Easter Sunday. April 16, 2017 [John 20:1-10]
“On the first day of the week, Mary of Magdala came to the tomb early in the morning, while it was still dark, and saw the stone removed from the tomb (Joh 20:1).”
If we read the Resurrection narrative in the four Gospels, we will discover that each Evangelist has his own distinct story. Yet, there are some common features in the Resurrection episode: the empty tomb, the presence of women, the appearance of angel followed by the risen Christ, and the women announcing the Good News to the other disciples. Let us focus on one particular feature that we usually miss. The first witnesses of the resurrection were not men, but women. Where were the male disciples? Where were those men who promised to sacrifice their lives for Jesus? They were in hiding. They were afraid. They were scattered.

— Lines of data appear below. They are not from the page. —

mod handler;
mod service;
mod types;

use crate::types::Context;
use axum::{routing::delete, Router};
use std::sync::Arc;

pub fn get_router() -> Router<Arc<Context>> {
    Router::new().route("/items/:id", delete(handler::handler))
}
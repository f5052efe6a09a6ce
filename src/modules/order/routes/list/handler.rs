use super::{service::service, types::request};
use crate::{
    modules::{auth::middleware::Auth, order::repository::Filters},
    types::Context,
    utils::pagination::Pagination,
};
use axum::{
    extract::{Query, State},
    response::IntoResponse,
};
use std::sync::Arc;

pub async fn handler(
    State(ctx): State<Arc<Context>>,
    auth: Auth,
    pagination: Pagination,
    Query(filters): Query<Filters>,
) -> impl IntoResponse {
    service(
        ctx,
        request::Payload {
            auth,
            pagination,
            filters,
        },
    )
    .await
}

When Jesus was betrayed and arrested, the male disciples ran for their lives, but the women faithfully followed Jesus. They were there at the foot of the cross. They witnessed Jesus’ death. They brought Him to the tomb. They returned to the tomb to give him proper burial rites at the first day of the week. Because of their fidelity, they were honored to be the first witnesses of the Resurrection. Not only witnesses, they were the first preachers of Resurrection.
This particular feature is an essential part of the Dominican spirituality. One of the patrons of the Order of Preachers is St. Mary Magdalene, and she was chosen because we honor her as the apostle to the apostles, the preacher to the preachers. By making her our patroness, we acknowledge that the task of preaching is not exclusively limited to the members of the clergy, but to lay men and women as well. The first convent St. Dominic established was in Prouille, France, and this was a convent for religious women. For us, Preaching is a family effort, all brothers and sisters take part and contribute in the mission of naming grace.
While it remains true that only the Dominican priests can give the homily in the Mass, it does not mean that non-clerical brothers and sister can not preach. We, the brothers in formation in Manila, are involved in facilitating retreats and recollections, producing video catechesis in the social media, and are coming up with the “Joyful Friars”, a preaching band group. Our sisters are involved in the teaching ministry. Some of them, like Mary Catherine Hilkert and Helen Alford are in fact professors in great universities in the US and Europe. Our lay Dominicans serve as lay preachers or campus ministers. Yet most importantly, they preach to their children and educate them to be mature and committed Christians.
Further more, for the Dominicans, preaching is not limited to verbal communication, but also takes flesh in various forms, depending on the needs of the people. Fr. Mike Deeb, OP is currently a permanent delegate of the Order to the United States in Geneva. He challenges countries that neglect various issues of injustice like human trafficking, violence, human rights abuses, and many more. James MacMillan is a lay Dominican and a renowned composer from Scotland. He composed mass songs when Benedict XVI visited the UK in 2010. Sr. Katarina Pajchel, OP is both a religious sister and a physicist. She is involved in ATLAS project, a particle physics experiment at the Large Hadron Collider. These names are just few of many Dominicans who preach in their own right.
At the core of Dominican spirituality is the belief that each of us is called to witness to His Resurrection and to bring this Good News. Even better the news is that this spirituality is not only for the Dominicans. Every man and woman, clergy or lay, a Dominican or not, are called to this mission. We are to preach the Resurrection in our unique way. We are called to preach as a redeemed people, a family of God.